Children who grow up in abusive or violent households may believe that it’s a normal way for family members to treat each other and in turn display abusive and violent tendencies in school or in intimate relationships as adults.
If you are a victim of child abuse or know someone who might be, call or text the Childhelp National Child Abuse Hotline at 1-800-422-4453 to speak with a professional crisis counselor.
Impact of Mental Abuse
Being in abusive situation can cause you to:
Feel helpless and powerless
Be scared and afraid of upsetting your abuser
Feel guilty and ashamed
Feel stressed and overwhelmed
Feel useless and unwanted
Lack confidence in yourself
Feel used, manipulated, or controlled
Question your reality and your memory of events
Alter your behavior in order to keep the peace and avoid upsetting them, a response known as fawning
Mental abuse can affect your self-esteem, concentration, stress levels, ability to sleep, mood, and ability to function. In the long run, it can lead to physical and mental health problems, such as depression, anxiety, and chronic pain.
Signs of Mental Abuse
These are some of the signs that someone is being emotionally abused:
Being extremely agitated or upset
Withdrawing and refusing to communicate or respond
Acting scared or nervous around certain people
Displaying unusual behaviors generally associated with dementia, such as rocking, biting, or sucking
Signs Your Child May Be Struggling With Mental Health Issues
Coping With Mental Abuse
These are some strategies that can help you if you are or have been in an abusive situation:
Seek help and support: Victims of abuse are often too scared or ashamed to tell others about the abuse. However, it’s important to reach out to a friend, family member, therapist, or organization that can offer help, support, or protection.
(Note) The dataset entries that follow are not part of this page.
//! Equipment sequence builder.
//!
//! Builds two orderings from the class positions tracked during pass 1:
//! a class-level "upstream of" chain, and per grouping context an
//! instance-level "immediately upstream of" chain through every sequenced
//! piece of equipment. Gaps in the data are reported as
//! [`SequenceDiagnostic`]s; nothing here fails.

use std::cmp::Ordering;
use std::collections::{BTreeMap, BTreeSet};

use serde::{Deserialize, Serialize};
use tracing::{debug, info, warn};

use crate::error::ConfigError;
use crate::graph::{EntityInstance, IdentityRegistry};
use crate::naming::InstanceId;
use crate::value::Value;

/// Positions and schema names used by the sequence builder.
#[derive(Debug, Clone, PartialEq, Eq, Serialize, Deserialize)]
#[serde(default)]
pub struct SequenceConfig {
    /// Class name to position, used unless a context overrides it.
    pub default_positions: BTreeMap<String, i64>,
    /// Context id to a complete replacement of `default_positions`.
    pub context_overrides: BTreeMap<String, BTreeMap<String, i64>>,
    pub equipment_type: String,
    pub class_type: String,
    pub class_key_attribute: String,
    pub class_relation: String,
    pub grouping_relation: String,
    /// Attribute of the grouping instance naming the context in `context_overrides`.
    pub context_id_attribute: String,
    /// Attribute ordering instances of one class within a context.
    pub sort_attribute: String,
    pub class_upstream_relation: String,
    pub instance_upstream_relation: String,
    /// Written on sequenced instances when the schema defines it.
    pub position_attribute: String,
}

impl Default for SequenceConfig {
    fn default() -> Self {
        let default_positions = [
            ("Filler", 1),
            ("Cartoner", 2),
            ("Bundler", 3),
            ("CaseFormer", 4),
            ("CasePacker", 5),
            ("CaseSealer", 6),
            ("Palletizer", 7),
        ]
        .into_iter()
        .map(|(name, pos)| (name.to_string(), pos))
        .collect();
        Self {
            default_positions,
            context_overrides: BTreeMap::new(),
            equipment_type: "Equipment".to_string(),
            class_type: "EquipmentClass".to_string(),
            class_key_attribute: "equipmentClassId".to_string(),
            class_relation: "memberOfClass".to_string(),
            grouping_relation: "isPartOfProductionLine".to_string(),
            context_id_attribute: "lineId".to_string(),
            sort_attribute: "equipmentId".to_string(),
            class_upstream_relation: "classIsUpstreamOf".to_string(),
            instance_upstream_relation: "isImmediatelyUpstreamOf".to_string(),
            position_attribute: "sequencePosition".to_string(),
        }
    }
}

impl SequenceConfig {
    /// Default position of a class, matched case-insensitively.
    #[must_use]
    pub fn position_of(&self, class: &str) -> Option<i64> {
        lookup_ignore_case(&self.default_positions, class)
    }

    /// Known class names, in position order.
    #[must_use]
    pub fn known_classes(&self) -> Vec<&str> {
        let mut known: Vec<(&str, i64)> = self
            .default_positions
            .iter()
            .map(|(name, pos)| (name.as_str(), *pos))
            .collect();
        known.sort_by_key(|(name, pos)| (*pos, *name));
        known.into_iter().map(|(name, _)| name).collect()
    }

    /// # Errors
    ///
    /// Returns [`ConfigError::Invalid`] for a non-positive position or a
    /// blank relation name.
    pub fn validate(self) -> Result<Self, ConfigError> {
        let tables = std::iter::once(("sequence.default_positions".to_string(), &self.default_positions)).chain(
            self.context_overrides
                .iter()
                .map(|(ctx, table)| (format!("sequence.context_overrides.{ctx}"), table)),
        );
        for (field, table) in tables {
            if let Some((class, pos)) = table.iter().find(|(_, pos)| **pos < 1) {
                return Err(ConfigError::invalid(
                    field,
                    format!("position of '{class}' must be at least 1 (got {pos})"),
                ));
            }
        }
        for (field, value) in [
            ("sequence.class_relation", &self.class_relation),
            ("sequence.grouping_relation", &self.grouping_relation),
            ("sequence.class_upstream_relation", &self.class_upstream_relation),
            ("sequence.instance_upstream_relation", &self.instance_upstream_relation),
        ] {
            if value.trim().is_empty() {
                return Err(ConfigError::invalid(field, "must not be blank"));
            }
        }
        Ok(self)
    }
}
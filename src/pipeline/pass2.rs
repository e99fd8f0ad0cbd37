//! Pass 2: relations of the instances each row touched.

use super::pass1::RowWork;
use super::report::RowReport;
use crate::apply::apply_relations;
use crate::graph::IdentityRegistry;
use crate::row::Row;
use crate::schema::SchemaMapping;

/// Applies every non-derived relation mapping to the row's instances.
///
/// Targets come either from the registry (column keys, any row) or from the
/// row's own instances. Misses are recorded on the report.
pub(super) fn run_row(
    mapping: &SchemaMapping,
    registry: &mut IdentityRegistry,
    row: &Row,
    work: &RowWork,
    report: &mut RowReport,
) {
    for (entity_type, id) in work.instances.touched() {
        let Some(entity) = mapping.entity(entity_type) else {
            continue;
        };
        let outcome = apply_relations(registry, id, entity, row, &work.instances);
        report.absorb_relations(outcome);
    }
}
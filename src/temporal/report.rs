//! Outcome and diagnostics of temporal linking.

use std::collections::BTreeMap;
use std::fmt;

use chrono::Duration;
use serde::{Deserialize, Serialize};

/// Matching strategies, in the order they are tried.
#[derive(Debug, Clone, Copy, PartialEq, Eq, Hash, PartialOrd, Ord, Serialize, Deserialize)]
#[serde(rename_all = "snake_case")]
pub enum MatchStrategy {
    /// Equipment interval lies within the buffered line interval.
    StrictContainment,
    /// At least half of the equipment interval overlaps the line interval.
    SignificantOverlap,
    /// Equipment start lies within the buffered line interval.
    StartContainment,
    /// Equipment end (recorded or inferred) lies within the buffered line interval.
    EndContainment,
    /// Disjoint, but closer than half the buffer. Heuristic; opt-in.
    Proximity,
}

impl MatchStrategy {
    pub const ALL: [Self; 5] = [
        Self::StrictContainment,
        Self::SignificantOverlap,
        Self::StartContainment,
        Self::EndContainment,
        Self::Proximity,
    ];
}

impl fmt::Display for MatchStrategy {
    fn fmt(&self, f: &mut fmt::Formatter<'_>) -> fmt::Result {
        let name = match self {
            Self::StrictContainment => "strict containment",
            Self::SignificantOverlap => "significant overlap",
            Self::StartContainment => "start containment",
            Self::EndContainment => "end containment",
            Self::Proximity => "proximity",
        };
        f.write_str(name)
    }
}

/// Why an equipment event found no containing line event.
#[derive(Debug, Clone, Copy, PartialEq, Eq, Hash, PartialOrd, Ord, Serialize, Deserialize)]
#[serde(rename_all = "snake_case")]
pub enum FailureCategory {
    /// The grouping context has no line events, or none could be determined.
    NoCandidates,
    /// The nearest line event is further away than the buffer.
    GapTooLarge,
    /// Intervals overlap, but both ends fall outside the buffered line
    /// interval and the overlap is under half the equipment duration.
    OutsideRange,
    Other,
}

/// A structured entry for one unmatched equipment event.
#[derive(Debug, Clone, PartialEq, Eq, Serialize, Deserialize)]
pub struct LinkFailure {
    pub event: String,
    pub resource: String,
    pub row: usize,
    pub category: FailureCategory,
    /// Nearest candidate line event, if any candidate existed.
    pub nearest: Option<String>,
    /// Distance to the nearest candidate in seconds (0 when overlapping).
    pub gap_seconds: Option<i64>,
    #[serde(default)]
    pub detail: Option<String>,
}

impl LinkFailure {
    pub fn gap(&self) -> Option<Duration> {
        self.gap_seconds.map(Duration::seconds)
    }
}

/// Distribution of distances to the nearest candidate over failed links.
///
/// Only failures that had a candidate at a non-zero distance count.
#[derive(Debug, Clone, Default, PartialEq, Serialize, Deserialize)]
pub struct NearMissStats {
    pub count: usize,
    pub min_gap_seconds: Option<i64>,
    pub max_gap_seconds: Option<i64>,
    pub mean_gap_seconds: Option<f64>,
    /// Near misses that a doubled buffer would have reached.
    pub within_double_buffer: usize,
}

impl NearMissStats {
    #[must_use]
    pub fn from_failures(failures: &[LinkFailure], buffer: Duration) -> Self {
        let gaps: Vec<i64> = failures
            .iter()
            .filter_map(|f| f.gap_seconds)
            .filter(|g| *g > 0)
            .collect();
        if gaps.is_empty() {
            return Self::default();
        }
        let limit = (buffer * 2).num_seconds();
        #[allow(clippy::cast_precision_loss)]
        let mean = gaps.iter().sum::<i64>() as f64 / gaps.len() as f64;
        Self {
            count: gaps.len(),
            min_gap_seconds: gaps.iter().min().copied(),
            max_gap_seconds: gaps.iter().max().copied(),
            mean_gap_seconds: Some(mean),
            within_double_buffer: gaps.iter().filter(|g| **g <= limit).count(),
        }
    }
}

/// Result of a linking run. Never an error: unmatched events are reported here.
#[derive(Debug, Clone, Default, PartialEq, Serialize, Deserialize)]
pub struct LinkReport {
    pub line_events: usize,
    pub equipment_events: usize,
    pub links_created: usize,
    pub by_strategy: BTreeMap<MatchStrategy, usize>,
    pub failures: Vec<LinkFailure>,
    pub near_miss: NearMissStats,
}

impl LinkReport {
    /// Number of failures per category.
    #[must_use]
    pub fn category_counts(&self) -> BTreeMap<FailureCategory, usize> {
        let mut counts = BTreeMap::new();
        for failure in &self.failures {
            *counts.entry(failure.category).or_insert(0) += 1;
        }
        counts
    }

    #[must_use]
    pub fn matched_by(&self, strategy: MatchStrategy) -> usize {
        self.by_strategy.get(&strategy).copied().unwrap_or(0)
    }

    /// Share of equipment events that were linked, in `[0, 1]`.
    #[must_use]
    pub fn success_rate(&self) -> f64 {
        if self.equipment_events == 0 {
            return 1.0;
        }
        #[allow(clippy::cast_precision_loss)]
        let rate = self.links_created as f64 / self.equipment_events as f64;
        rate
    }
}
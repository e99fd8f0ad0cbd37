//! Interfaces to collaborators that persist or check a populated graph.

use std::collections::BTreeSet;

use serde::{Deserialize, Serialize};

use super::snapshot::GraphSnapshot;
use crate::schema::Schema;

/// Receives a finished graph, e.g. to serialize it to a store.
pub trait GraphSink {
    type Error: std::error::Error;

    /// Accepts one snapshot.
    ///
    /// # Errors
    ///
    /// Implementation-defined.
    fn write(&mut self, snapshot: &GraphSnapshot) -> Result<(), Self::Error>;
}

/// Outcome of a consistency check over a graph.
#[derive(Debug, Clone, PartialEq, Eq, Serialize, Deserialize)]
#[serde(tag = "status", rename_all = "snake_case")]
pub enum ConsistencyVerdict {
    Consistent,
    Inconsistent {
        /// Human-readable violations, one per offending instance or edge.
        violations: Vec<String>,
    },
    /// The checker could not decide (e.g. it timed out or is unavailable).
    Unknown {
        reason: String,
    },
}

impl ConsistencyVerdict {
    #[must_use]
    pub const fn is_consistent(&self) -> bool {
        matches!(self, Self::Consistent)
    }
}

/// Checks a graph for logical consistency, e.g. through an external reasoner.
pub trait ConsistencyChecker {
    fn check(&self, snapshot: &GraphSnapshot) -> ConsistencyVerdict;
}

/// Sink that keeps every snapshot in memory.
#[derive(Debug, Clone, Default)]
pub struct MemorySink {
    snapshots: Vec<GraphSnapshot>,
}

impl MemorySink {
    #[must_use]
    pub fn new() -> Self {
        Self::default()
    }

    #[must_use]
    pub fn snapshots(&self) -> &[GraphSnapshot] {
        &self.snapshots
    }

    #[must_use]
    pub fn last(&self) -> Option<&GraphSnapshot> {
        self.snapshots.last()
    }
}

impl GraphSink for MemorySink {
    type Error = std::convert::Infallible;

    fn write(&mut self, snapshot: &GraphSnapshot) -> Result<(), Self::Error> {
        self.snapshots.push(snapshot.clone());
        Ok(())
    }
}

/// Checks the structural guarantees the registry is meant to uphold.
///
/// Verifies that every instance has a schema type, every edge targets a
/// known instance, single-valued relations hold at most one target, and
/// declared inverses are mirrored.
#[derive(Debug, Clone, Copy)]
pub struct StructuralChecker<'a> {
    schema: &'a Schema,
}

impl<'a> StructuralChecker<'a> {
    #[must_use]
    pub const fn new(schema: &'a Schema) -> Self {
        Self { schema }
    }
}

impl ConsistencyChecker for StructuralChecker<'_> {
    fn check(&self, snapshot: &GraphSnapshot) -> ConsistencyVerdict {
        let mut violations = Vec::new();
        let names: BTreeSet<&str> = snapshot.instances.iter().map(|i| i.name.as_str()).collect();

        for instance in &snapshot.instances {
            let Some(resolved) = self.schema.get(&instance.entity_type) else {
                violations.push(format!("{}: unknown type '{}'", instance.name, instance.entity_type));
                continue;
            };
            for (relation, targets) in &instance.relations {
                let Some(definition) = resolved.relation(relation) else {
                    violations.push(format!("{}: undefined relation '{relation}'", instance.name));
                    continue;
                };
                if definition.cardinality.is_single() && targets.len() > 1 {
                    violations.push(format!(
                        "{}: single-valued '{relation}' has {} targets",
                        instance.name,
                        targets.len()
                    ));
                }
                for target in targets {
                    if !names.contains(target.as_str()) {
                        violations.push(format!("{}: '{relation}' targets missing '{target}'", instance.name));
                        continue;
                    }
                    let Some(inverse) = definition.inverse.as_deref() else {
                        continue;
                    };
                    let mirrored = snapshot.find(target).is_some_and(|t| {
                        self.schema.relation(&t.entity_type, inverse).is_none()
                            || t.relations
                                .get(inverse)
                                .is_some_and(|back| back.iter().any(|n| *n == instance.name))
                    });
                    if !mirrored {
                        violations.push(format!(
                            "{}: '{relation}' -> '{target}' lacks inverse '{inverse}'",
                            instance.name
                        ));
                    }
                }
            }
        }

        if violations.is_empty() {
            ConsistencyVerdict::Consistent
        } else {
            ConsistencyVerdict::Inconsistent { violations }
        }
    }
}

#[cfg(test)]
mod tests {
    use std::collections::BTreeMap;
    use std::sync::Arc;

    use super::*;
    use crate::graph::snapshot::InstanceSnapshot;
    use crate::graph::IdentityRegistry;
    use crate::schema::{EntityType, RelationDefinition};

    fn schema() -> Schema {
        Schema::builder()
            .entity_type(EntityType::new("Equipment").relation(
                RelationDefinition::new("isPartOfProductionLine", "ProductionLine").with_inverse("hasEquipmentPart"),
            ))
            .entity_type(EntityType::new("ProductionLine").relation(
                RelationDefinition::new("hasEquipmentPart", "Equipment")
                    .multi()
                    .with_inverse("isPartOfProductionLine"),
            ))
            .build()
            .unwrap()
    }

    #[test]
    fn test_registry_output_is_consistent() {
        let schema = Arc::new(schema());
        let mut reg = IdentityRegistry::new(Arc::clone(&schema));
        let eq = reg.get_or_create("Equipment", "E1", &[]).unwrap();
        let line = reg.get_or_create("ProductionLine", "L1", &[]).unwrap();
        reg.set_relation(eq, "isPartOfProductionLine", Some(line)).unwrap();

        let mut sink = MemorySink::new();
        sink.write(&reg.snapshot()).unwrap();
        let verdict = StructuralChecker::new(&schema).check(sink.last().unwrap());
        assert!(verdict.is_consistent());
        assert_eq!(sink.snapshots().len(), 1);
    }

    #[test]
    fn test_detects_violations() {
        let snapshot = GraphSnapshot {
            instances: vec![
                InstanceSnapshot {
                    name: "Equipment_E1".to_string(),
                    entity_type: "Equipment".to_string(),
                    labels: vec![],
                    attributes: BTreeMap::new(),
                    relations: BTreeMap::from([(
                        "isPartOfProductionLine".to_string(),
                        vec!["ProductionLine_L1".to_string(), "ProductionLine_L2".to_string()],
                    )]),
                },
                InstanceSnapshot {
                    name: "ProductionLine_L1".to_string(),
                    entity_type: "ProductionLine".to_string(),
                    labels: vec![],
                    attributes: BTreeMap::new(),
                    relations: BTreeMap::new(),
                },
            ],
        };
        let schema = schema();
        match StructuralChecker::new(&schema).check(&snapshot) {
            ConsistencyVerdict::Inconsistent { violations } => {
                assert_eq!(violations.len(), 3);
                assert!(violations[0].contains("has 2 targets"));
                assert!(violations[1].contains("lacks inverse"));
                assert!(violations[2].contains("missing 'ProductionLine_L2'"));
            }
            other => panic!("expected inconsistent verdict, got {other:?}"),
        }
    }
}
Write down your experiences: Abusers often gaslight their victims and make them doubt their reality. It can be helpful to write down your version of events so you have a record of what really happened.
Don’t blame yourself: You may blame yourself for what happened to you or think that you did something to cause it or deserve it, but you need to remember that if someone has abused you, it’s their fault and not yours. Remind yourself of this fact over and over again if you need to.
Refuse to engage your abuser: If you are in a situation where you need to interact with your abuser, step back and refuse to engage with them on any level.
Recognize unhealthy patterns: If you have grown up in an abusive home or been in an abusive relationship, emotionally abusive behaviors may seem normal to you and you may seek them out or perpetuate them in other relationships. It’s important to break the cycle by recognizing unhealthy patterns and working toward healthier relationships with mutual trust, respect, affection, and independent agency.